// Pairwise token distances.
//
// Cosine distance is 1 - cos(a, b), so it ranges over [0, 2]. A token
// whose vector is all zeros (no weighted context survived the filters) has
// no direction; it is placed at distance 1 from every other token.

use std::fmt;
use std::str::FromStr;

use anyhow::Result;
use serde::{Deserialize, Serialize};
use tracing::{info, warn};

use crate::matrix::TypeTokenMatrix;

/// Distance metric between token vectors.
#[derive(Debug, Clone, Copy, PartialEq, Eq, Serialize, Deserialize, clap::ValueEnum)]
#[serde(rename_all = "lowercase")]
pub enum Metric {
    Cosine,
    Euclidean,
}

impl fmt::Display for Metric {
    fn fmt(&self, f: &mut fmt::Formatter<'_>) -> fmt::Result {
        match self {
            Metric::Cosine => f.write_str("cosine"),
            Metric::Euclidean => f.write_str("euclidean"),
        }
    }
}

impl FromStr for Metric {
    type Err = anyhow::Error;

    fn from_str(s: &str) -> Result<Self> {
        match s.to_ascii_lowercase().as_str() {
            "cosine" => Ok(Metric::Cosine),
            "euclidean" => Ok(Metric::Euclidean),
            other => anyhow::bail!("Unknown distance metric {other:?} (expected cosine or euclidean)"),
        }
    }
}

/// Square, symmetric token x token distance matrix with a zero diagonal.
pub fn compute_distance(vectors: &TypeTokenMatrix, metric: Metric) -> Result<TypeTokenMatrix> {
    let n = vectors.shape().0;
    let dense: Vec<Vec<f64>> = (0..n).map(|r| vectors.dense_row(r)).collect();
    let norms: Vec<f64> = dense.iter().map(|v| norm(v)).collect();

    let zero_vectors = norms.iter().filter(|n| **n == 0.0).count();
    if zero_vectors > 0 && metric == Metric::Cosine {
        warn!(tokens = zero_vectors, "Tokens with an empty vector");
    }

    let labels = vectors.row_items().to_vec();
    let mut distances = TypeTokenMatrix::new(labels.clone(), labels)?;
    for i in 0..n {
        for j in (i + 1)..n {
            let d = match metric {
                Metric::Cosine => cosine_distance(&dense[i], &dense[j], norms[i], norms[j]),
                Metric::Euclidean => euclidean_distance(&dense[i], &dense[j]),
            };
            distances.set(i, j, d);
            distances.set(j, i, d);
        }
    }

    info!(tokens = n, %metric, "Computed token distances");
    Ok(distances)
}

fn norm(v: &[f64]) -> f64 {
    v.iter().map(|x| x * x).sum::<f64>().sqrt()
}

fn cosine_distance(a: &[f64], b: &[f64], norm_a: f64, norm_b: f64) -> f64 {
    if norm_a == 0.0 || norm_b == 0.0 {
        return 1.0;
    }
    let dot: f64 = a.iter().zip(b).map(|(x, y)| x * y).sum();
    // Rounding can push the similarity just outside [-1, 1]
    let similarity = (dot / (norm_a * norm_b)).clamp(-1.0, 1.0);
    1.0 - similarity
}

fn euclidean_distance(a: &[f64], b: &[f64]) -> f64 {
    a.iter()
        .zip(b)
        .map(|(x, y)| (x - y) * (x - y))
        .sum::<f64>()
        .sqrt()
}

TO DO:
Please give every entry again, precisely as it appears.

EXPECTED OUTPUT:
// Pairwise token distances.
//
// Cosine distance is 1 - cos(a, b), so it ranges over [0, 2]. A token
// whose vector is all zeros (no weighted context survived the filters) has
// no direction; it is placed at distance 1 from every other token.

use std::fmt;
use std::str::FromStr;

use anyhow::Result;
use serde::{Deserialize, Serialize};
use tracing::{info, warn};

use crate::matrix::TypeTokenMatrix;

/// Distance metric between token vectors.
#[derive(Debug, Clone, Copy, PartialEq, Eq, Serialize, Deserialize, clap::ValueEnum)]
#[serde(rename_all = "lowercase")]
pub enum Metric {
    Cosine,
    Euclidean,
}

impl fmt::Display for Metric {
    fn fmt(&self, f: &mut fmt::Formatter<'_>) -> fmt::Result {
        match self {
            Metric::Cosine => f.write_str("cosine"),
            Metric::Euclidean => f.write_str("euclidean"),
        }
    }
}

impl FromStr for Metric {
    type Err = anyhow::Error;

    fn from_str(s: &str) -> Result<Self> {
        match s.to_ascii_lowercase().as_str() {
            "cosine" => Ok(Metric::Cosine),
            "euclidean" => Ok(Metric::Euclidean),
            other => anyhow::bail!("Unknown distance metric {other:?} (expected cosine or euclidean)"),
        }
    }
}

/// Square, symmetric token x token distance matrix with a zero diagonal.
pub fn compute_distance(vectors: &TypeTokenMatrix, metric: Metric) -> Result<TypeTokenMatrix> {
    let n = vectors.shape().0;
    let dense: Vec<Vec<f64>> = (0..n).map(|r| vectors.dense_row(r)).collect();
    let norms: Vec<f64> = dense.iter().map(|v| norm(v)).collect();

    let zero_vectors = norms.iter().filter(|n| **n == 0.0).count();
    if zero_vectors > 0 && metric == Metric::Cosine {
        warn!(tokens = zero_vectors, "Tokens with an empty vector");
    }

    let labels = vectors.row_items().to_vec();
    let mut distances = TypeTokenMatrix::new(labels.clone(), labels)?;
    for i in 0..n {
        for j in (i + 1)..n {
            let d = match metric {
                Metric::Cosine => cosine_distance(&dense[i], &dense[j], norms[i], norms[j]),
                Metric::Euclidean => euclidean_distance(&dense[i], &dense[j]),
            };
            distances.set(i, j, d);
            distances.set(j, i, d);
        }
    }

    info!(tokens = n, %metric, "Computed token distances");
    Ok(distances)
}

fn norm(v: &[f64]) -> f64 {
    v.iter().map(|x| x * x).sum::<f64>().sqrt()
}

fn cosine_distance(a: &[f64], b: &[f64], norm_a: f64, norm_b: f64) -> f64 {
    if norm_a == 0.0 || norm_b == 0.0 {
        return 1.0;
    }
    let dot: f64 = a.iter().zip(b).map(|(x, y)| x * y).sum();
    // Rounding can push the similarity just outside [-1, 1]
    let similarity = (dot / (norm_a * norm_b)).clamp(-1.0, 1.0);
    1.0 - similarity
}

fn euclidean_distance(a: &[f64], b: &[f64]) -> f64 {
    a.iter()
        .zip(b)
        .map(|(x, y)| (x - y) * (x - y))
        .sum::<f64>()
        .sqrt()
}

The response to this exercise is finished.